==== Data provided
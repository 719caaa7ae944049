//! Sequential navigation over the elements matching a query.
//!
//! Responsibilities:
//! - Find the selected item: the last item matching the current selector.
//! - Move the selection forward or back, clamped to the list bounds.
//! - Mark the new item by focus, by class or by attribute.
//!
//! Does NOT handle:
//! - Styling the selected item.
//!
//! Invariants:
//! - The selection is read back from the document on every call, so focus or
//!   markers changed by the user are honored.

use std::cell::RefCell;
use std::fmt;
use std::rc::Rc;

use crate::binding::{Action, BindingId};
use crate::document::{Document, ElementId};
use crate::error::RegistrationError;
use crate::hotkeys::Hotkeys;

const DEFAULT_QUERY: &str = "div";
const DEFAULT_CURRENT_SELECTOR: &str = ":focus";
const FOCUS_MARKER: &str = ":focus";

/// Veto for a move: `(doc, new, old)`; returning `false` keeps the selection.
pub type ChangeFn<D> = Rc<dyn Fn(&D, ElementId, Option<ElementId>) -> bool>;

/// Told about the newly selected item after each successful move.
pub type MoveCallback<D> = Rc<dyn Fn(&mut D, ElementId)>;

/// How the selected item is marked, derived from the current selector.
#[derive(Debug, Clone, PartialEq, Eq)]
enum Marker {
    Focus,
    Class(String),
    Attribute(String),
}

impl Marker {
    fn from_selector(selector: &str) -> Option<Self> {
        if let Some(class) = selector.strip_prefix('.') {
            return Some(Marker::Class(class.to_string()));
        }
        if let Some(rest) = selector.strip_prefix('[') {
            let name = rest.strip_suffix(']').unwrap_or(rest);
            return Some(Marker::Attribute(name.to_string()));
        }
        selector.starts_with(FOCUS_MARKER).then_some(Marker::Focus)
    }

    fn unmark<D: Document>(&self, doc: &mut D, element: ElementId) {
        match self {
            Marker::Focus => {}
            Marker::Class(class) => {
                let classes = doc.attribute(element, "class").unwrap_or_default();
                let remaining: Vec<&str> = classes
                    .split_whitespace()
                    .filter(|token| *token != class.as_str())
                    .collect();
                doc.set_attribute(element, "class", &remaining.join(" "));
            }
            Marker::Attribute(name) => doc.remove_attribute(element, name),
        }
    }

    fn mark<D: Document>(&self, doc: &mut D, element: ElementId) {
        match self {
            Marker::Focus => doc.focus(element),
            Marker::Class(class) => {
                let classes = doc.attribute(element, "class").unwrap_or_default();
                if !classes.split_whitespace().any(|token| token == class.as_str()) {
                    let joined = if classes.trim().is_empty() {
                        class.clone()
                    } else {
                        format!("{} {class}", classes.trim())
                    };
                    doc.set_attribute(element, "class", &joined);
                }
            }
            Marker::Attribute(name) => doc.set_attribute(element, name, "1"),
        }
    }
}

/// Walks the elements matching `query`, one selection at a time.
pub struct ListNavigator<D> {
    query: String,
    current_selector: String,
    change_fn: Option<ChangeFn<D>>,
    callback: Option<MoveCallback<D>>,
}

impl<D: Document> ListNavigator<D> {
    /// Navigator over `query`, selecting by focus.
    pub fn new(query: impl Into<String>) -> Self {
        Self {
            query: query.into(),
            current_selector: DEFAULT_CURRENT_SELECTOR.to_string(),
            change_fn: None,
            callback: None,
        }
    }

    pub fn query(&self) -> &str {
        &self.query
    }

    pub fn current_selector(&self) -> &str {
        &self.current_selector
    }

    pub fn set_query(&mut self, query: impl Into<String>) -> &mut Self {
        self.query = query.into();
        self
    }

    /// `:focus`, `.class` or `[attribute]`.
    pub fn set_current_selector(&mut self, selector: impl Into<String>) -> &mut Self {
        self.current_selector = selector.into();
        self
    }

    pub fn set_change_fn<F>(&mut self, change_fn: F) -> &mut Self
    where
        F: Fn(&D, ElementId, Option<ElementId>) -> bool + 'static,
    {
        self.change_fn = Some(Rc::new(change_fn));
        self
    }

    pub fn set_callback<F>(&mut self, callback: F) -> &mut Self
    where
        F: Fn(&mut D, ElementId) + 'static,
    {
        self.callback = Some(Rc::new(callback));
        self
    }

    /// The selected item, if any.
    pub fn current(&self, doc: &D) -> Option<ElementId> {
        let items = self.items(doc)?;
        self.selected(doc, &items)
    }

    pub fn go_next(&self, doc: &mut D, steps: usize) -> bool {
        self.go(doc, true, steps)
    }

    pub fn go_prev(&self, doc: &mut D, steps: usize) -> bool {
        self.go(doc, false, steps)
    }

    /// Move the selection `steps` items, clamped to the list bounds.
    ///
    /// Returns `false` when there is nothing to navigate or the current
    /// selector cannot be applied; a vetoed move still returns `true`.
    pub fn go(&self, doc: &mut D, forward: bool, steps: usize) -> bool {
        let Some(items) = self.items(doc) else {
            return false;
        };
        let (target, old) = match self.selected(doc, &items) {
            Some(selected) => {
                let position = items
                    .iter()
                    .position(|item| *item == selected)
                    .unwrap_or_default();
                let index = if forward {
                    position.saturating_add(steps).min(items.len() - 1)
                } else {
                    position.saturating_sub(steps)
                };
                (items[index], Some(selected))
            }
            None => (items[0], None),
        };
        self.change(doc, target, old)
    }

    /// Select `element`, replacing the current selection.
    pub fn set_current(&self, doc: &mut D, element: ElementId) -> bool {
        let old = self.current(doc);
        self.change(doc, element, old)
    }

    /// Non-empty item list, or `None` with a warning.
    fn items(&self, doc: &D) -> Option<Vec<ElementId>> {
        match doc.query_selector_all(&self.query) {
            Ok(items) if !items.is_empty() => Some(items),
            Ok(_) => {
                tracing::warn!(query = %self.query, "No list items to navigate");
                None
            }
            Err(error) => {
                tracing::warn!(%error, query = %self.query, "Could not query list items");
                None
            }
        }
    }

    fn selected(&self, doc: &D, items: &[ElementId]) -> Option<ElementId> {
        items
            .iter()
            .rev()
            .copied()
            .find(|item| match doc.matches(*item, &self.current_selector) {
                Ok(matched) => matched,
                Err(error) => {
                    tracing::debug!(%error, "Current selector unresolved");
                    false
                }
            })
    }

    fn change(&self, doc: &mut D, new: ElementId, old: Option<ElementId>) -> bool {
        let Some(marker) = Marker::from_selector(&self.current_selector) else {
            tracing::warn!(
                selector = %self.current_selector,
                "Unsupported current selector, list move refused"
            );
            return false;
        };

        if let Some(change_fn) = &self.change_fn
            && !change_fn(doc, new, old)
        {
            tracing::debug!(%new, "List move vetoed");
            return true;
        }

        if let Some(old) = old {
            marker.unmark(doc, old);
        }
        marker.mark(doc, new);
        tracing::trace!(%new, "List selection moved");

        if let Some(callback) = &self.callback {
            callback(doc, new);
        }
        true
    }
}

impl<D: Document + 'static> ListNavigator<D> {
    /// Drive the navigator with `ArrowUp` ("Lists up") and `ArrowDown`
    /// ("Lists down"). A move with nothing to navigate declines the key.
    ///
    /// # Errors
    ///
    /// Returns the `RegistrationError` of the first binding that fails.
    pub fn handle_up_down(
        navigator: &Rc<RefCell<Self>>,
        hotkeys: &mut Hotkeys<D>,
    ) -> Result<(BindingId, BindingId), RegistrationError> {
        let up = Rc::clone(navigator);
        let up = hotkeys.register_binding(
            "ArrowUp",
            Some("Lists up"),
            Action::callback(move |doc: &mut D| up.borrow().go_prev(doc, 1)),
            None,
        )?;
        let down = Rc::clone(navigator);
        let down = hotkeys.register_binding(
            "ArrowDown",
            Some("Lists down"),
            Action::callback(move |doc: &mut D| down.borrow().go_next(doc, 1)),
            None,
        )?;
        Ok((up, down))
    }
}

impl<D: Document> Default for ListNavigator<D> {
    fn default() -> Self {
        Self::new(DEFAULT_QUERY)
    }
}

impl<D> fmt::Debug for ListNavigator<D> {
    fn fmt(&self, f: &mut fmt::Formatter<'_>) -> fmt::Result {
        f.debug_struct("ListNavigator")
            .field("query", &self.query)
            .field("current_selector", &self.current_selector)
            .field("change_fn", &self.change_fn.is_some())
            .field("callback", &self.callback.is_some())
            .finish()
    }
}

#[cfg(test)]
mod tests {
    use super::*;
    use crate::document::MemoryDocument;
    use std::cell::Cell;

    fn list() -> (MemoryDocument, Vec<ElementId>) {
        let mut doc = MemoryDocument::new();
        let body = doc.body();
        let ul = doc.append_element(body, "ul", &[]);
        let items = (0..4).map(|_| doc.append_element(ul, "li", &[])).collect();
        (doc, items)
    }

    #[test]
    fn test_go_without_selection_selects_first() {
        let (mut doc, items) = list();
        let nav = ListNavigator::new("ul li");
        assert_eq!(nav.current(&doc), None);
        assert!(nav.go_next(&mut doc, 1));
        assert_eq!(doc.active_element(), Some(items[0]));
    }

    #[test]
    fn test_go_clamps_to_bounds() {
        let (mut doc, items) = list();
        let nav = ListNavigator::new("ul li");
        doc.focus(items[1]);

        assert!(nav.go_next(&mut doc, 10));
        assert_eq!(nav.current(&doc), Some(items[3]));
        assert!(nav.go_prev(&mut doc, 2));
        assert_eq!(nav.current(&doc), Some(items[1]));
        assert!(nav.go(&mut doc, false, 5));
        assert_eq!(nav.current(&doc), Some(items[0]));
    }

    #[test]
    fn test_class_marker_moves() {
        let (mut doc, items) = list();
        doc.set_attribute(items[0], "class", "row active");
        let mut nav = ListNavigator::new("li");
        nav.set_current_selector(".active");

        assert!(nav.go_next(&mut doc, 1));
        assert_eq!(doc.attribute(items[0], "class").as_deref(), Some("row"));
        assert_eq!(doc.attribute(items[1], "class").as_deref(), Some("active"));
        assert_eq!(nav.current(&doc), Some(items[1]));
    }

    #[test]
    fn test_attribute_marker_moves() {
        let (mut doc, items) = list();
        let mut nav = ListNavigator::new("li");
        nav.set_current_selector("[data-selected]");

        nav.go_next(&mut doc, 1);
        nav.go_next(&mut doc, 1);
        assert_eq!(doc.attribute(items[0], "data-selected"), None);
        assert_eq!(doc.attribute(items[1], "data-selected").as_deref(), Some("1"));
    }

    #[test]
    fn test_veto_keeps_selection() {
        let (mut doc, items) = list();
        doc.focus(items[0]);
        let mut nav = ListNavigator::new("li");
        nav.set_change_fn(|_doc, _new, old| old.is_none());

        assert!(nav.go_next(&mut doc, 1));
        assert_eq!(nav.current(&doc), Some(items[0]));
    }

    #[test]
    fn test_callback_told_about_moves() {
        let (mut doc, items) = list();
        let moved = Rc::new(Cell::new(None));
        let seen = Rc::clone(&moved);
        let mut nav = ListNavigator::new("li");
        nav.set_callback(move |_doc, element| seen.set(Some(element)));

        assert!(nav.set_current(&mut doc, items[2]));
        assert_eq!(moved.get(), Some(items[2]));
    }

    #[test]
    fn test_refuses_empty_list_and_unknown_selector() {
        let (mut doc, _items) = list();
        let nav = ListNavigator::new("table tr");
        assert!(!nav.go_next(&mut doc, 1));

        let mut nav = ListNavigator::new("li");
        nav.set_current_selector("#picked");
        assert!(!nav.go_next(&mut doc, 1));
    }

    #[test]
    fn test_handle_up_down_registers_arrows() {
        let (doc, items) = list();
        let mut hotkeys = Hotkeys::new(doc, webhotkeys_config::Options::default());
        let nav = Rc::new(RefCell::new(ListNavigator::new("li")));
        let (up, down) = ListNavigator::handle_up_down(&nav, &mut hotkeys).unwrap();

        assert_eq!(hotkeys.binding(up).unwrap().hint(), "Lists up");
        assert_eq!(hotkeys.simulate("ArrowDown").unwrap().binding(), Some(down));
        hotkeys.simulate("ArrowDown").unwrap();
        assert_eq!(hotkeys.document().active_element(), Some(items[1]));
        assert_eq!(hotkeys.simulate("ArrowUp").unwrap().binding(), Some(up));
        assert_eq!(hotkeys.document().active_element(), Some(items[0]));
    }
}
========
*Problem details*. Show the lines of the entries that include the string "RefCell", copying each in full.

*Exercise result*.
use std::cell::RefCell;
        navigator: &Rc<RefCell<Self>>,
        let nav = Rc::new(RefCell::new(ListNavigator::new("li")));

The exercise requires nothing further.